Your objective: Print each record below word for word.

Supplied information:
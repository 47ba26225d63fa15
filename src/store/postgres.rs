use async_trait::async_trait;
use sqlx::PgPool;
use time::{OffsetDateTime, UtcOffset};
use uuid::Uuid;

use super::{ActivityEvent, ActivityStore, NewUser, StoreError, User, UserStore};

const USER_COLUMNS: &str = "id, email, password_hash, first_name, last_name, is_google_registered, \
     is_email_verified, last_session, login_count, created_at, updated_at";

#[derive(Clone)]
pub struct PgStore {
    db: PgPool,
}

impl PgStore {
    pub fn new(db: PgPool) -> Self {
        Self { db }
    }

    pub fn pool(&self) -> &PgPool {
        &self.db
    }
}

#[async_trait]
impl UserStore for PgStore {
    async fn find_by_email(&self, email: &str) -> Result<Option<User>, StoreError> {
        let user = sqlx::query_as::<_, User>(&format!(
            "SELECT {USER_COLUMNS} FROM users WHERE email = $1"
        ))
        .bind(email)
        .fetch_optional(&self.db)
        .await?;
        Ok(user)
    }

    async fn find_by_id(&self, id: Uuid) -> Result<Option<User>, StoreError> {
        let user = sqlx::query_as::<_, User>(&format!(
            "SELECT {USER_COLUMNS} FROM users WHERE id = $1"
        ))
        .bind(id)
        .fetch_optional(&self.db)
        .await?;
        Ok(user)
    }

    async fn create(&self, user: NewUser) -> Result<User, StoreError> {
        let user = sqlx::query_as::<_, User>(&format!(
            r#"
            INSERT INTO users (id, email, password_hash, first_name, last_name,
                               is_google_registered, is_email_verified, last_session, login_count)
            VALUES ($1, $2, $3, $4, $5, $6, $7, now(), 1)
            RETURNING {USER_COLUMNS}
            "#
        ))
        .bind(Uuid::new_v4())
        .bind(&user.email)
        .bind(&user.password_hash)
        .bind(&user.first_name)
        .bind(&user.last_name)
        .bind(user.is_google_registered)
        .bind(user.is_email_verified)
        .fetch_one(&self.db)
        .await?;
        Ok(user)
    }

    async fn update_name(
        &self,
        id: Uuid,
        first_name: &str,
        last_name: &str,
    ) -> Result<Option<User>, StoreError> {
        let user = sqlx::query_as::<_, User>(&format!(
            r#"
            UPDATE users
               SET first_name = $2, last_name = $3, updated_at = now()
             WHERE id = $1
            RETURNING {USER_COLUMNS}
            "#
        ))
        .bind(id)
        .bind(first_name)
        .bind(last_name)
        .fetch_optional(&self.db)
        .await?;
        Ok(user)
    }

    async fn update_password(&self, id: Uuid, password_hash: &str) -> Result<(), StoreError> {
        sqlx::query("UPDATE users SET password_hash = $2, updated_at = now() WHERE id = $1")
            .bind(id)
            .bind(password_hash)
            .execute(&self.db)
            .await?;
        Ok(())
    }

    async fn mark_email_verified(&self, id: Uuid) -> Result<(), StoreError> {
        sqlx::query(
            "UPDATE users SET is_email_verified = TRUE, updated_at = now() WHERE id = $1",
        )
        .bind(id)
        .execute(&self.db)
        .await?;
        Ok(())
    }

    async fn touch_session(
        &self,
        id: Uuid,
        at: OffsetDateTime,
        count_login: bool,
    ) -> Result<(), StoreError> {
        sqlx::query(
            r#"
            UPDATE users
               SET last_session = $2,
                   login_count = login_count + CASE WHEN $3 THEN 1 ELSE 0 END
             WHERE id = $1
            "#,
        )
        .bind(id)
        .bind(at)
        .bind(count_login)
        .execute(&self.db)
        .await?;
        Ok(())
    }

    async fn list(&self) -> Result<Vec<User>, StoreError> {
        let users = sqlx::query_as::<_, User>(&format!(
            "SELECT {USER_COLUMNS} FROM users ORDER BY created_at ASC"
        ))
        .fetch_all(&self.db)
        .await?;
        Ok(users)
    }

    async fn count(&self) -> Result<i64, StoreError> {
        let n = sqlx::query_scalar::<_, i64>("SELECT COUNT(*) FROM users")
            .fetch_one(&self.db)
            .await?;
        Ok(n)
    }
}

#[async_trait]
impl ActivityStore for PgStore {
    async fn append(&self, event: ActivityEvent) -> Result<(), StoreError> {
        sqlx::query(
            r#"
            INSERT INTO user_activities (user_id, activity_path, activity_at)
            VALUES ($1, $2, $3)
            "#,
        )
        .bind(event.user_id)
        .bind(&event.activity_path)
        .bind(event.activity_at)
        .execute(&self.db)
        .await?;
        Ok(())
    }

    async fn count_active_users_since(&self, since: OffsetDateTime) -> Result<i64, StoreError> {
        let n = sqlx::query_scalar::<_, i64>(
            "SELECT COUNT(DISTINCT user_id) FROM user_activities WHERE activity_at >= $1",
        )
        .bind(since)
        .fetch_one(&self.db)
        .await?;
        Ok(n)
    }

    async fn count_active_user_days_since(
        &self,
        since: OffsetDateTime,
        offset: UtcOffset,
    ) -> Result<i64, StoreError> {
        let n = sqlx::query_scalar::<_, i64>(
            r#"
            SELECT COUNT(*) FROM (
                SELECT DISTINCT user_id,
                       ((activity_at AT TIME ZONE 'UTC') + make_interval(secs => $2))::date
                  FROM user_activities
                 WHERE activity_at >= $1
            ) AS active_days
            "#,
        )
        .bind(since)
        .bind(offset.whole_seconds() as f64)
        .fetch_one(&self.db)
        .await?;
        Ok(n)
    }
}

Answer section:
repository 47ba26225d63fa15
filename src/store/postgres.rs
use async_trait::async_trait;
use sqlx::PgPool;
use time::{OffsetDateTime, UtcOffset};
use uuid::Uuid;

use super::{ActivityEvent, ActivityStore, NewUser, StoreError, User, UserStore};

const USER_COLUMNS: &str = "id, email, password_hash, first_name, last_name, is_google_registered, \
     is_email_verified, last_session, login_count, created_at, updated_at";

#[derive(Clone)]
pub struct PgStore {
    db: PgPool,
}

impl PgStore {
    pub fn new(db: PgPool) -> Self {
        Self { db }
    }

    pub fn pool(&self) -> &PgPool {
        &self.db
    }
}

#[async_trait]
impl UserStore for PgStore {
    async fn find_by_email(&self, email: &str) -> Result<Option<User>, StoreError> {
        let user = sqlx::query_as::<_, User>(&format!(
            "SELECT {USER_COLUMNS} FROM users WHERE email = $1"
        ))
        .bind(email)
        .fetch_optional(&self.db)
        .await?;
        Ok(user)
    }

    async fn find_by_id(&self, id: Uuid) -> Result<Option<User>, StoreError> {
        let user = sqlx::query_as::<_, User>(&format!(
            "SELECT {USER_COLUMNS} FROM users WHERE id = $1"
        ))
        .bind(id)
        .fetch_optional(&self.db)
        .await?;
        Ok(user)
    }

    async fn create(&self, user: NewUser) -> Result<User, StoreError> {
        let user = sqlx::query_as::<_, User>(&format!(
            r#"
            INSERT INTO users (id, email, password_hash, first_name, last_name,
                               is_google_registered, is_email_verified, last_session, login_count)
            VALUES ($1, $2, $3, $4, $5, $6, $7, now(), 1)
            RETURNING {USER_COLUMNS}
            "#
        ))
        .bind(Uuid::new_v4())
        .bind(&user.email)
        .bind(&user.password_hash)
        .bind(&user.first_name)
        .bind(&user.last_name)
        .bind(user.is_google_registered)
        .bind(user.is_email_verified)
        .fetch_one(&self.db)
        .await?;
        Ok(user)
    }

    async fn update_name(
        &self,
        id: Uuid,
        first_name: &str,
        last_name: &str,
    ) -> Result<Option<User>, StoreError> {
        let user = sqlx::query_as::<_, User>(&format!(
            r#"
            UPDATE users
               SET first_name = $2, last_name = $3, updated_at = now()
             WHERE id = $1
            RETURNING {USER_COLUMNS}
            "#
        ))
        .bind(id)
        .bind(first_name)
        .bind(last_name)
        .fetch_optional(&self.db)
        .await?;
        Ok(user)
    }

    async fn update_password(&self, id: Uuid, password_hash: &str) -> Result<(), StoreError> {
        sqlx::query("UPDATE users SET password_hash = $2, updated_at = now() WHERE id = $1")
            .bind(id)
            .bind(password_hash)
            .execute(&self.db)
            .await?;
        Ok(())
    }

    async fn mark_email_verified(&self, id: Uuid) -> Result<(), StoreError> {
        sqlx::query(
            "UPDATE users SET is_email_verified = TRUE, updated_at = now() WHERE id = $1",
        )
        .bind(id)
        .execute(&self.db)
        .await?;
        Ok(())
    }

    async fn touch_session(
        &self,
        id: Uuid,
        at: OffsetDateTime,
        count_login: bool,
    ) -> Result<(), StoreError> {
        sqlx::query(
            r#"
            UPDATE users
               SET last_session = $2,
                   login_count = login_count + CASE WHEN $3 THEN 1 ELSE 0 END
             WHERE id = $1
            "#,
        )
        .bind(id)
        .bind(at)
        .bind(count_login)
        .execute(&self.db)
        .await?;
        Ok(())
    }

    async fn list(&self) -> Result<Vec<User>, StoreError> {
        let users = sqlx::query_as::<_, User>(&format!(
            "SELECT {USER_COLUMNS} FROM users ORDER BY created_at ASC"
        ))
        .fetch_all(&self.db)
        .await?;
        Ok(users)
    }

    async fn count(&self) -> Result<i64, StoreError> {
        let n = sqlx::query_scalar::<_, i64>("SELECT COUNT(*) FROM users")
            .fetch_one(&self.db)
            .await?;
        Ok(n)
    }
}

#[async_trait]
impl ActivityStore for PgStore {
    async fn append(&self, event: ActivityEvent) -> Result<(), StoreError> {
        sqlx::query(
            r#"
            INSERT INTO user_activities (user_id, activity_path, activity_at)
            VALUES ($1, $2, $3)
            "#,
        )
        .bind(event.user_id)
        .bind(&event.activity_path)
        .bind(event.activity_at)
        .execute(&self.db)
        .await?;
        Ok(())
    }

    async fn count_active_users_since(&self, since: OffsetDateTime) -> Result<i64, StoreError> {
        let n = sqlx::query_scalar::<_, i64>(
            "SELECT COUNT(DISTINCT user_id) FROM user_activities WHERE activity_at >= $1",
        )
        .bind(since)
        .fetch_one(&self.db)
        .await?;
        Ok(n)
    }

    async fn count_active_user_days_since(
        &self,
        since: OffsetDateTime,
        offset: UtcOffset,
    ) -> Result<i64, StoreError> {
        let n = sqlx::query_scalar::<_, i64>(
            r#"
            SELECT COUNT(*) FROM (
                SELECT DISTINCT user_id,
                       ((activity_at AT TIME ZONE 'UTC') + make_interval(secs => $2))::date
                  FROM user_activities
                 WHERE activity_at >= $1
            ) AS active_days
            "#,
        )
        .bind(since)
        .bind(offset.whole_seconds() as f64)
        .fetch_one(&self.db)
        .await?;
        Ok(n)
    }
}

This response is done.